Start of Excerpted records

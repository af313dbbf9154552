use crate::models::{AuthState, AuthUser, LoginResponse};
use logger_redacted::SecretRedactor;
use parking_lot::RwLock;
use tokio::sync::watch;
use tracing::{debug, info};

/// Read access to the current authenticated identity
pub trait IdentityProvider: Send + Sync {
    fn current_identity(&self) -> AuthState;
}

/// A fixed identity, for tools and tests
impl IdentityProvider for AuthState {
    fn current_identity(&self) -> AuthState {
        self.clone()
    }
}

/// Holds the signed-in identity and notifies subscribers when it changes
pub struct AuthSession {
    state: RwLock<AuthState>,
    changes: watch::Sender<AuthState>,
    redactor: SecretRedactor,
}

impl AuthSession {
    pub fn new() -> Self {
        let (changes, _) = watch::channel(AuthState::anonymous());
        Self {
            state: RwLock::new(AuthState::anonymous()),
            changes,
            redactor: SecretRedactor::default(),
        }
    }

    /// Store the token and user returned by a successful login
    pub fn set_credentials(&self, token: &str, user: AuthUser) {
        self.replace(AuthState::new(Some(token.to_string()), Some(user)));
    }

    pub fn login(&self, response: LoginResponse) {
        self.replace(AuthState::from(response));
    }

    /// Replace the user record, keeping the token
    pub fn update_user(&self, user: AuthUser) {
        let token = self.state.read().bearer_token().map(str::to_string);
        self.replace(AuthState::new(token, Some(user)));
    }

    pub fn logout(&self) {
        info!("Session cleared");
        self.replace(AuthState::anonymous());
    }

    /// Receive every identity change from now on
    pub fn subscribe(&self) -> watch::Receiver<AuthState> {
        self.changes.subscribe()
    }

    fn replace(&self, next: AuthState) {
        if let Some(user) = next.user() {
            let email = user.email.as_deref().unwrap_or("-");
            debug!(
                user_id = %user.id,
                email = %self.redactor.redact(email),
                role_id = ?next.role_id(),
                role = ?next.role_name(),
                "Identity changed"
            );
        }
        *self.state.write() = next.clone();
        self.changes.send_replace(next);
    }
}

impl Default for AuthSession {
    fn default() -> Self {
        Self::new()
    }
}

impl IdentityProvider for AuthSession {
    fn current_identity(&self) -> AuthState {
        self.state.read().clone()
    }
}

#[cfg(test)]
mod tests {
    use super::*;

    #[test]
    fn test_login_and_logout() {
        let session = AuthSession::new();
        session.set_credentials("t1", AuthUser::new("u1").with_role_id("r-admin"));

        let identity = session.current_identity();
        assert!(identity.is_authenticated());
        assert_eq!(identity.role_id(), Some("r-admin"));

        session.logout();
        assert!(!session.current_identity().is_authenticated());
    }

    #[test]
    fn test_update_user_keeps_token() {
        let session = AuthSession::new();
        session.set_credentials("t1", AuthUser::new("u1"));
        session.update_user(AuthUser::new("u1").with_role_name("Editor"));

        let identity = session.current_identity();
        assert_eq!(identity.bearer_token(), Some("t1"));
        assert_eq!(identity.role_name(), Some("Editor"));
    }

    #[tokio::test]
    async fn test_subscribers_see_changes() {
        let session = AuthSession::new();
        let mut changes = session.subscribe();

        session.set_credentials("t1", AuthUser::new("u7"));
        changes.changed().await.unwrap();
        assert_eq!(
            changes.borrow().user().map(|u| u.id.clone()),
            Some("u7".to_string())
        );
    }
}
use crate::config::{LogFormat, LoggerConfig};
use thiserror::Error;
use tracing_subscriber::{
    fmt::{self, time::ChronoUtc},
    layer::SubscriberExt,
    util::SubscriberInitExt,
    EnvFilter,
};

#[derive(Error, Debug)]
pub enum LoggingError {
    #[error("Invalid log filter: {0}")]
    InvalidFilter(String),

    #[error("Global subscriber already installed: {0}")]
    AlreadyInitialized(String),
}

/// Install the global tracing subscriber.
///
/// `RUST_LOG` wins over the configured level when it is set.
pub fn init_logging(config: &LoggerConfig) -> Result<(), LoggingError> {
    let env_filter = match EnvFilter::try_from_default_env() {
        Ok(filter) => filter,
        Err(_) => EnvFilter::try_new(config.default_directive())
            .map_err(|e| LoggingError::InvalidFilter(e.to_string()))?,
    };

    match config.format {
        LogFormat::Pretty => tracing_subscriber::registry()
            .with(env_filter)
            .with(
                fmt::layer()
                    .with_target(config.with_target)
                    .with_timer(ChronoUtc::rfc_3339())
                    .with_ansi(true)
                    .with_level(true),
            )
            .try_init(),
        LogFormat::Json => tracing_subscriber::registry()
            .with(env_filter)
            .with(
                fmt::layer()
                    .with_target(config.with_target)
                    .with_timer(ChronoUtc::rfc_3339())
                    .with_ansi(false)
                    .json(),
            )
            .try_init(),
    }
    .map_err(|e| LoggingError::AlreadyInitialized(e.to_string()))
}
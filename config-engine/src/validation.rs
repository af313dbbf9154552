use crate::{error::ConfigError, settings::SignHexConfig};

/// Reject configurations the access-control stack cannot run with
pub fn validate(config: &SignHexConfig) -> Result<(), ConfigError> {
    let base_url = config.role_store.base_url.trim();
    let host = base_url
        .strip_prefix("https://")
        .or_else(|| base_url.strip_prefix("http://"))
        .ok_or_else(|| {
            ConfigError::ValidationError(format!(
                "role_store.base_url must be an http(s) URL, got '{}'",
                base_url
            ))
        })?;
    if host.is_empty() || host.starts_with('/') {
        return Err(ConfigError::ValidationError(
            "role_store.base_url has no host".to_string(),
        ));
    }

    if config.role_store.page_size == 0 {
        return Err(ConfigError::ValidationError(
            "role_store.page_size must be greater than zero".to_string(),
        ));
    }

    if config.role_store.request_timeout_secs == 0 {
        return Err(ConfigError::ValidationError(
            "role_store.request_timeout_secs must be greater than zero".to_string(),
        ));
    }

    if config.authorization.max_roles == 0 {
        return Err(ConfigError::ValidationError(
            "authorization.max_roles must be greater than zero".to_string(),
        ));
    }

    Ok(())
}
use logger_redacted::LoggerConfig;
use serde::{Deserialize, Serialize};
use std::time::Duration;

/// Top-level configuration
#[derive(Debug, Clone, Default, Serialize, Deserialize)]
#[serde(default)]
pub struct SignHexConfig {
    pub role_store: RoleStoreSettings,
    pub authorization: AuthorizationSettings,
    pub logging: LoggerConfig,
}

/// Where and how the role graph is read
#[derive(Debug, Clone, Serialize, Deserialize)]
#[serde(default)]
pub struct RoleStoreSettings {
    /// Base URL of the CMS REST API, without the `/v1` suffix
    pub base_url: String,

    /// Per-request timeout in seconds (default: 10)
    pub request_timeout_secs: u64,

    /// Roles requested per page while walking the full graph (default: 100)
    pub page_size: u32,
}

impl Default for RoleStoreSettings {
    fn default() -> Self {
        Self {
            base_url: "http://localhost:3000/api".to_string(),
            request_timeout_secs: 10,
            page_size: 100,
        }
    }
}

impl RoleStoreSettings {
    pub fn request_timeout(&self) -> Duration {
        Duration::from_secs(self.request_timeout_secs)
    }
}

/// Authorization context tuning
#[derive(Debug, Clone, Serialize, Deserialize)]
#[serde(default)]
pub struct AuthorizationSettings {
    /// How long a fetched role graph is served before it is re-read (default: 60)
    pub stale_after_secs: u64,

    /// Refuse role graphs larger than this instead of truncating (default: 10000)
    pub max_roles: usize,
}

impl Default for AuthorizationSettings {
    fn default() -> Self {
        Self {
            stale_after_secs: 60,
            max_roles: 10_000,
        }
    }
}

impl AuthorizationSettings {
    pub fn stale_after(&self) -> Duration {
        Duration::from_secs(self.stale_after_secs)
    }
}
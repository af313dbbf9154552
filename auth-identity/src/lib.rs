//! Authenticated identity for SignHex access control
//!
//! This module owns the identity shape the rest of the access-control stack
//! consumes:
//! - The authenticated user record, optionally carrying a role id and/or a
//!   role name
//! - The session token, held as a secret and never printed
//! - A session holder updated on login/logout with change notifications
//! - The [`IdentityProvider`] seam through which consumers read the current
//!   identity instead of reaching into shared state
//!
//! # Example
//!
//! ```rust
//! use auth_identity::{AuthSession, AuthUser, IdentityProvider};
//!
//! let session = AuthSession::new();
//! assert!(!session.current_identity().is_authenticated());
//!
//! session.set_credentials("token-1", AuthUser::new("u1").with_role_name("Admin"));
//! assert_eq!(session.current_identity().role_name(), Some("Admin"));
//!
//! session.logout();
//! assert!(!session.current_identity().is_authenticated());
//! ```

pub mod models;
pub mod session;
pub mod error;

pub use models::*;
pub use session::*;
pub use error::*;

End of Excerpted records

If a line above includes the string "anonymous", pick it out.

        let (changes, _) = watch::channel(AuthState::anonymous());
            state: RwLock::new(AuthState::anonymous()),
        self.replace(AuthState::anonymous());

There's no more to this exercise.